La permaculture

La permaculture est une oeuvre d’art avec son jardin potager. Cela commence dans l’âme et le coeur du créateur et de la créatrice, dès la conception des endroits, pour que leur culture soit en phase avec les particularités du lieu, cela signifie que c’est l’être humain qui s’adapte à Mère Nature et pas l’inverse. 

On commence en hiver par un dessin minutieux des espaces, et si c’est la première fois, une analyse du sol et de sa capacité à nourrir les plantes ou d’être nourri par celles-ci. Le sol est composé d’un substrat de 30-50 cm de terre (composé à son tour d’azote, d’eau, d’air et de composantes vivantes comme humus, compost et terreau) ainsi que de pierres plus en profondeur, il faut respecter cette séparation et ne pas mettre trop de terreau tout seul, au risque de trop tasser et faire moisir le terrain.

Une fois le dessin des lieux fait, et sa composante d’azote évaluée, on peut dire que là où il y a plus d’orties et de plantes qui poussent, le terrain est bien azoté et nourrissant pour les plantes et que là où il y a plus de pierres et de terrain sec, la terre sera à mouiller plus et à aérer et enlever la croûte plus souvent pour que l’eau ne s’échappe pas.

La première étape à faire en mars-avril est le retournement de la terre, ainsi tous les éléments nutritifs de la terre et la mauvaise herbe se mélangent et une nouvelle terre est prête.

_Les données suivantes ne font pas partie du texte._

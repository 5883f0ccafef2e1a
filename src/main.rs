use std::process::ExitCode;
use std::sync::Arc;

use anyhow::{Context, Result};
use clap::Parser;
use tokio::sync::mpsc;
use tracing::{error, info, warn};
use tracing_subscriber::{fmt, layer::SubscriberExt, util::SubscriberInitExt, EnvFilter};

use pagearchive::chrome::ChromeEngine;
use pagearchive::imagemap::build_imagemap;
use pagearchive::{ArchiveRecord, CaptureError, CaptureOutcome, CaptureSession, Cli, ExportError};

/// Exit status when the render pass had to be abandoned.
const EXIT_RENDER_STALLED: i32 = 3;

fn init_logging() {
    let env_filter = EnvFilter::try_from_default_env().unwrap_or_else(|_| EnvFilter::new("info"));
    // stdout may carry the archive, so logs go to stderr.
    tracing_subscriber::registry()
        .with(env_filter)
        .with(fmt::layer().with_target(true).with_writer(std::io::stderr))
        .init();
}

fn write_archive(cli: &Cli, record: &ArchiveRecord) -> Result<()> {
    let json = record.to_json_pretty()?;
    if cli.writes_to_stdout() {
        println!("{}", json);
    } else {
        std::fs::write(&cli.output, json)
            .with_context(|| format!("writing archive to {}", cli.output))?;
        info!(path = %cli.output, "archive written");
    }
    if let Some(path) = &cli.imagemap {
        match build_imagemap(record) {
            Some(html) => {
                std::fs::write(path, html)
                    .with_context(|| format!("writing image map to {}", path.display()))?;
                info!(path = %path.display(), "image map written");
            }
            None => warn!("no full-page render, skipping image map"),
        }
    }
    Ok(())
}

async fn export(cli: &Cli, record: &ArchiveRecord) -> Result<()> {
    let Some(client) = cli.warcprox_client() else {
        return Ok(());
    };
    match client.export(record, cli.warcprox_include_rendered).await {
        Ok(_) => Ok(()),
        Err(ExportError::NoEntries) => {
            warn!("nothing was fetched, skipping warcprox export");
            Ok(())
        }
        Err(e) => Err(e).with_context(|| format!("exporting to warcprox at {}", client.address())),
    }
}

#[tokio::main]
async fn main() -> Result<ExitCode> {
    let args = Cli::parse();
    init_logging();

    let (tx, rx) = mpsc::unbounded_channel();
    let engine = ChromeEngine::launch(&args.browser_options(), tx)
        .context("headless-chrome launch failed")?;

    let session = CaptureSession::new(
        Arc::new(engine),
        args.capture_config(),
        args.url.clone(),
        args.open_options(),
        args.selectors.clone(),
    );

    match session.run(rx).await {
        Ok(CaptureOutcome::Rendered(record)) => {
            write_archive(&args, &record)?;
            export(&args, &record).await?;
            Ok(ExitCode::SUCCESS)
        }
        Ok(CaptureOutcome::LoadFailed(record)) => {
            // A failed load is still a recorded outcome.
            write_archive(&args, &record)?;
            export(&args, &record).await?;
            Ok(ExitCode::SUCCESS)
        }
        Err(e @ CaptureError::RenderStalled(_)) => {
            error!(error = %e, "forcing exit");
            // A stuck engine call would keep the runtime from shutting down.
            std::process::exit(EXIT_RENDER_STALLED);
        }
    }
}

Après avoir retourné et bien cassé la terre, il y aura des mauvaises herbes, des pierres et de la terre, il faudra enlever de la terre et des pierres la matière organique en utilisant une fourche ou un râteau et en grattant doucement la surface de la terre pour enlever toute herbe et humus.

Ainsi la terre sera prête pour fin avril, où les premières mauvaises herbes vont pousser et on pourra les arracher une fois pour toutes, pour ensuite recouvrir le terrain de foin là où on veut que la terre soit protégée (pour l’hiver, pour éviter les saintes glaces) et de copeaux si on veut créer des allées et des carrés faciles d’accès ainsi que pour entourer les plantes et éviter les mauvaises herbes.

Une décision s’impose à ce stade : que commence-t-on à semer à l’intérieur (chose plus facile pour tomates, oignons, choux, pois, qui vont donc devenir des plantons, pousser en 20 jours et seront prêts à planter dans le sol le 10-15 mai) et que commence-t-on à semer à l’extérieur sachant que leur évolution et pousse dépendra plus de la température et prendra plus de temps.

À ce stade, il faudra choisir qu’on plante ou on sème, sachant que les plantes faciles on peut les semer : courge, courgette, rhubarbe là où le terreau est plus pauvre; radis et carottes là où il n’y a pas de pierres pour empêcher la bonne pousse de ces racine

N’oublions pas que les semis achetés en grand surface sont sélectionnés pour ne plus donner des semis semblables l’année d’après, il faudra donc aller acheter ou échanger ses semis avec une association comme kokopelli qui donne des graines d’anciennes variétés pour que quelques plantes puissent donner l’année prochaine, des fleurs et des graines à replanter à l’infini, comme Mère Nature a toujours fait.

N’oublions pas qu’après 3-4 ans les légumes comme tomates, radis, carottes, absorbent l’énergie azotée du terrain, et dans ces endroits il faudra replanter des pois, légumes qui refixent plus d’azote dans le terrain de ce qu’ils utilisent.